Guitar picks, despite varying in size, thickness and material, typically share one common trait – they’re flat and thus lack an adequate grip surface. Sweaty fingers and/or heated play can lead to trouble holding the guitar pick as it shifts position or ends up being dropped. In response, the guitar player may end up squeezing the plectrum harder thus creating tension in the hand, arm and shoulder. As a result, picking accuracy and speed can suffer and this extra tension can contribute to Repetitive Stress Injury (RSI).
Big Rock Engineering thinks there’s a better way – a guitar pick with a built in grip as seen below. I had the opportunity to try two variants over the course of several months – the one piece guitar pick called the F-1 which integrates a concave grip into the design and the X-1 which is actually a grip kit that let’s you add the concave grip surface to a conventional plectrum.
To prove the concept to myself, I played with the F-1 pick almost exclusively for several months and the results were very positive. Initially, the picks felt different but I quickly got past that. After a few minutes, I found that I could relax my grip and not worry about the pick sliding around in my fingers. I quickly realized that I could spend less time thinking about what my fingers were doing to retain a conventional guitar pick and focus more on actually playing.

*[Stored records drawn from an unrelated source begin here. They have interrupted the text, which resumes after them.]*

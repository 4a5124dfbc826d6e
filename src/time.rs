//! Frame timing shown in the window title.

use std::time::Duration;

const REFRESH: Duration = Duration::from_secs(1);

#[derive(Debug)]
pub struct FrameStats {
    base_title: String,
    frames: u32,
    elapsed: Duration,
}

impl FrameStats {
    pub fn new(base_title: impl Into<String>) -> Self {
        Self {
            base_title: base_title.into(),
            frames: 0,
            elapsed: Duration::ZERO,
        }
    }

    /// Counts one frame. Once a second has accumulated, returns the new window
    /// title and starts over.
    pub fn tick(&mut self, dt: Duration) -> Option<String> {
        self.frames += 1;
        self.elapsed += dt;
        if self.elapsed < REFRESH {
            return None;
        }

        let seconds = self.elapsed.as_secs_f64();
        let fps = self.frames as f64 / seconds;
        let frame_ms = seconds * 1000.0 / self.frames as f64;
        self.frames = 0;
        self.elapsed = Duration::ZERO;
        Some(format!("{}    FPS: {:.0}    Frame Time: {:.2}ms", self.base_title, fps, frame_ms))
    }
}
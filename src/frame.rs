//! Per-frame command recording.
//!
//! [`FrameRenderer::record`] turns the current scene and render parameters
//! into a [`FramePlan`]: clear, the tessellated sphere, the skybox and present,
//! always in the same order. Recording only stages shader parameters and
//! snapshots state, it never touches the GPU.

use cgmath::Matrix4;

use crate::{
    data_structures::{handle::Handle, mesh::MeshRef, texture::Texture},
    pipelines::state::{DepthStencilState, FillMode, PrimitiveTopology, RasterizerState, RenderStates},
    render::{Command, DrawCall, FramePlan, PipelineDesc, tess_factor},
    shader::{ProgramId, Resource, ShaderLibrary, ShaderProgram, ShaderStage},
};

/// The four stages that draw the sphere.
#[derive(Clone, Copy, Debug)]
pub struct TessellationPrograms {
    pub vertex: ProgramId,
    pub hull: ProgramId,
    pub domain: ProgramId,
    pub pixel: ProgramId,
}

#[derive(Clone, Copy, Debug)]
pub struct SkyPrograms {
    pub vertex: ProgramId,
    pub pixel: ProgramId,
}

/// Textures and samplers the draws bind.
#[derive(Clone, Copy, Debug)]
pub struct MaterialBindings {
    pub albedo: Handle<Texture>,
    pub normal_map: Handle<Texture>,
    pub height_map: Handle<Texture>,
    pub sky: Handle<Texture>,
    pub basic_sampler: Handle<wgpu::Sampler>,
    pub height_sampler: Handle<wgpu::Sampler>,
}

/// Values that may change between frames.
#[derive(Clone, Copy, Debug, PartialEq)]
pub struct RenderParams {
    pub clear_colour: [f32; 4],
    pub fill_mode: FillMode,
    pub tessellation_amount: f32,
    pub height_scale: f32,
    pub height_bias: f32,
}

#[derive(Clone, Copy, Debug)]
pub struct FrameInputs {
    pub view: Matrix4<f32>,
    pub projection: Matrix4<f32>,
    pub sphere: MeshRef,
    pub sphere_world: Matrix4<f32>,
    pub sky: MeshRef,
    pub params: RenderParams,
}

#[derive(Debug)]
pub struct FrameRenderer {
    tessellation: TessellationPrograms,
    sky: SkyPrograms,
    materials: MaterialBindings,
    states: RenderStates,
}

impl FrameRenderer {
    pub fn new(
        tessellation: TessellationPrograms,
        sky: SkyPrograms,
        materials: MaterialBindings,
        states: RenderStates,
    ) -> Self {
        Self {
            tessellation,
            sky,
            materials,
            states,
        }
    }

    pub fn states(&self) -> &RenderStates {
        &self.states
    }

    pub fn record(&self, library: &mut ShaderLibrary, inputs: &FrameInputs) -> FramePlan {
        let params = &inputs.params;
        let tess = self.tessellation;
        let mats = self.materials;
        let mut rec = Recorder::new(library);

        rec.push(Command::Clear {
            colour: params.clear_colour,
            depth: 1.0,
            stencil: 0,
        });
        rec.set_rasterizer(Some(self.states.rasterizer_for(params.fill_mode)));
        rec.set_geometry(inputs.sphere, PrimitiveTopology::PatchList3);

        rec.bind(ShaderStage::Vertex, tess.vertex, |p| {
            p.set_parameter("world", inputs.sphere_world);
        });
        rec.bind(ShaderStage::Hull, tess.hull, |p| {
            p.set_parameter("tessellationAmount", params.tessellation_amount);
            p.set_parameter("padding", [0.0f32; 3]);
        });
        rec.bind(ShaderStage::Domain, tess.domain, |p| {
            p.set_parameter("view", inputs.view);
            p.set_parameter("projection", inputs.projection);
            p.set_parameter("Hscale", params.height_scale);
            p.set_parameter("Hbias", params.height_bias);
            p.set_resource("heightSRV", Resource::Texture(mats.height_map));
            p.set_resource("heightSampler", Resource::Sampler(mats.height_sampler));
        });
        rec.bind(ShaderStage::Pixel, tess.pixel, |p| {
            p.set_resource("textureSRV", Resource::Texture(mats.albedo));
            p.set_resource("normalMapSRV", Resource::Texture(mats.normal_map));
            p.set_resource("basicSampler", Resource::Sampler(mats.basic_sampler));
        });

        // The hull program's staged amount is exactly what was flushed above.
        let factor = rec
            .library
            .get(tess.hull)
            .and_then(|p| p.get_f32("tessellationAmount"))
            .map_or(0, tess_factor);
        rec.draw(inputs.sphere.index_count, Some(factor));

        rec.unbind(ShaderStage::Hull);
        rec.unbind(ShaderStage::Domain);

        rec.set_geometry(inputs.sky, PrimitiveTopology::TriangleList);
        rec.bind(ShaderStage::Vertex, self.sky.vertex, |p| {
            p.set_parameter("view", inputs.view);
            p.set_parameter("projection", inputs.projection);
        });
        rec.bind(ShaderStage::Pixel, self.sky.pixel, |p| {
            p.set_resource("Sky", Resource::Texture(mats.sky));
            p.set_resource("skySampler", Resource::Sampler(mats.basic_sampler));
        });
        rec.set_rasterizer(Some(self.states.sky_rasterizer));
        rec.set_depth_stencil(Some(self.states.sky_depth));
        rec.draw(inputs.sky.index_count, None);

        rec.set_rasterizer(None);
        rec.set_depth_stencil(None);
        rec.push(Command::Present);
        rec.plan
    }
}

/// Appends commands while tracking the state every draw snapshots.
struct Recorder<'a> {
    library: &'a mut ShaderLibrary,
    plan: FramePlan,
    geometry: Option<(MeshRef, PrimitiveTopology)>,
    programs: [Option<ProgramId>; 4],
    rasterizer: Option<RasterizerState>,
    depth_stencil: Option<DepthStencilState>,
}

impl<'a> Recorder<'a> {
    fn new(library: &'a mut ShaderLibrary) -> Self {
        Self {
            library,
            plan: FramePlan::new(),
            geometry: None,
            programs: [None; 4],
            rasterizer: None,
            depth_stencil: None,
        }
    }

    fn push(&mut self, command: Command) {
        self.plan.push(command);
    }

    fn set_rasterizer(&mut self, state: Option<RasterizerState>) {
        self.rasterizer = state;
        self.push(Command::SetRasterizer(state));
    }

    fn set_depth_stencil(&mut self, state: Option<DepthStencilState>) {
        self.depth_stencil = state;
        self.push(Command::SetDepthStencil(state));
    }

    fn set_geometry(&mut self, mesh: MeshRef, topology: PrimitiveTopology) {
        self.geometry = Some((mesh, topology));
        self.push(Command::SetGeometry { mesh, topology });
    }

    /// Binds `program` to `stage`, lets `set` stage its parameters and
    /// records the flush.
    fn bind(&mut self, stage: ShaderStage, program: ProgramId, set: impl FnOnce(&mut ShaderProgram)) {
        self.programs[stage.index()] = Some(program);
        self.push(Command::BindStage {
            stage,
            program: Some(program),
        });
        let Some(p) = self.library.get_mut(program) else {
            log::error!("{:?} program {:?} is not in the library", stage, program);
            return;
        };
        set(p);
        let upload = p.flush();
        self.push(Command::Flush {
            stage,
            program,
            upload,
        });
    }

    fn unbind(&mut self, stage: ShaderStage) {
        self.programs[stage.index()] = None;
        self.push(Command::BindStage {
            stage,
            program: None,
        });
    }

    fn draw(&mut self, index_count: u32, tess_factor: Option<u32>) {
        let Some((geometry, topology)) = self.geometry else {
            log::error!("draw recorded without geometry");
            return;
        };
        self.push(Command::DrawIndexed(DrawCall {
            geometry,
            index_count,
            pipeline: PipelineDesc {
                topology,
                programs: self.programs,
                rasterizer: self.rasterizer.unwrap_or_default(),
                depth_stencil: self.depth_stencil.unwrap_or_default(),
            },
            tess_factor,
        }));
    }
}
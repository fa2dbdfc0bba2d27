pub mod http;
pub mod sqlite;

use std::sync::Arc;

use async_trait::async_trait;

use crate::config::{AppConfig, StoreKind};
use crate::error::StoreError;
use crate::models::{Event, EventId};

pub use http::HttpEventStore;
pub use sqlite::SqliteEventStore;

/// The authoritative holder of event records.
///
/// Clients only read events and change `spots`; creation and deletion
/// belong to the store's owner.
#[async_trait]
pub trait EventStore: Send + Sync {
    fn name(&self) -> &'static str;

    async fn list_events(&self) -> Result<Vec<Event>, StoreError>;

    async fn get_event(&self, id: &EventId) -> Result<Event, StoreError>;

    /// Unconditional partial update of `spots`.
    async fn update_spots(&self, id: &EventId, spots: u32) -> Result<(), StoreError>;

    /// Takes one spot, provided the stored count still equals `expected`.
    ///
    /// Fails with `Exhausted` when no spot is left and `Conflict` when the
    /// count moved since the caller read it.
    async fn decrement_spots(&self, id: &EventId, expected: u32) -> Result<(), StoreError>;
}

pub fn open_store(config: &AppConfig) -> Result<Arc<dyn EventStore>, StoreError> {
    match config.store {
        StoreKind::Http => {
            let store = HttpEventStore::new(&config.api_base_url, config.request_timeout())?;
            Ok(Arc::new(store))
        }
        StoreKind::Local => {
            let store = SqliteEventStore::open(&config.database_path())?;
            Ok(Arc::new(store))
        }
    }
}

I also find that my entire arm is more relaxed now. While tension may be focused in a particular area it has an impact on other parts of the body as well. Thus by relaxing my hand, my forearm and shoulder are also more relaxed. By reducing tension, a guitarist should find that their picking becomes more fluid, more accurate and potentially faster.
I also tried the X-1 grip surface (seen in the illustration below) on a couple of conventional picks and liked the results. These install easily with double sided tape that’s included with them. While the F-1 pick’s grip surface is designed to contact the index finger, the X-1 grip surface can be used for the index finger, the thumb or both (if you place one on either side of the pick). It’s an excellent solution for guitarists committed to a particular brand of pick who still want the benefits of the grip surface.
One suggestion – don’t install the index finger grip straight up and down on the pick. Hold your hand in a relaxed picking position and note the slight bend in the index finger joint. To accommodate this bend, install the X-1 at a slight angle. BTW, the F-1 pick’s grip already accounts for this and is molded in at a slight angle.
And did I mention these guitar picks seem to wear like iron? I spoke to Big Rock Engineering’s Allan Chance about this and he thinks this has largely to do with the light touch these picks encourage.
Big Rock’s guitar pick solutions provide the best grip out there and the F-1 guitar pick is now my favorite pick. I find myself turning to it over my prior favorite – the Dunlop Nylon Jazz III Guitar Pick. When I do use the Dunlop’s, I find my picking hand much more relaxed so the Big Rock solution also has potential as a training tool in teaching your hand to relax.
While a bit pricier than the average guitar pick, the difference in cost is insignificant given the benefits to the guitar player from reduced tension and the opportunity to play more fluidly with less risk of RSI. Consider how much we spend on instruments, amplifiers and other guitar accessories then go try these out for yourself. They’re worth it.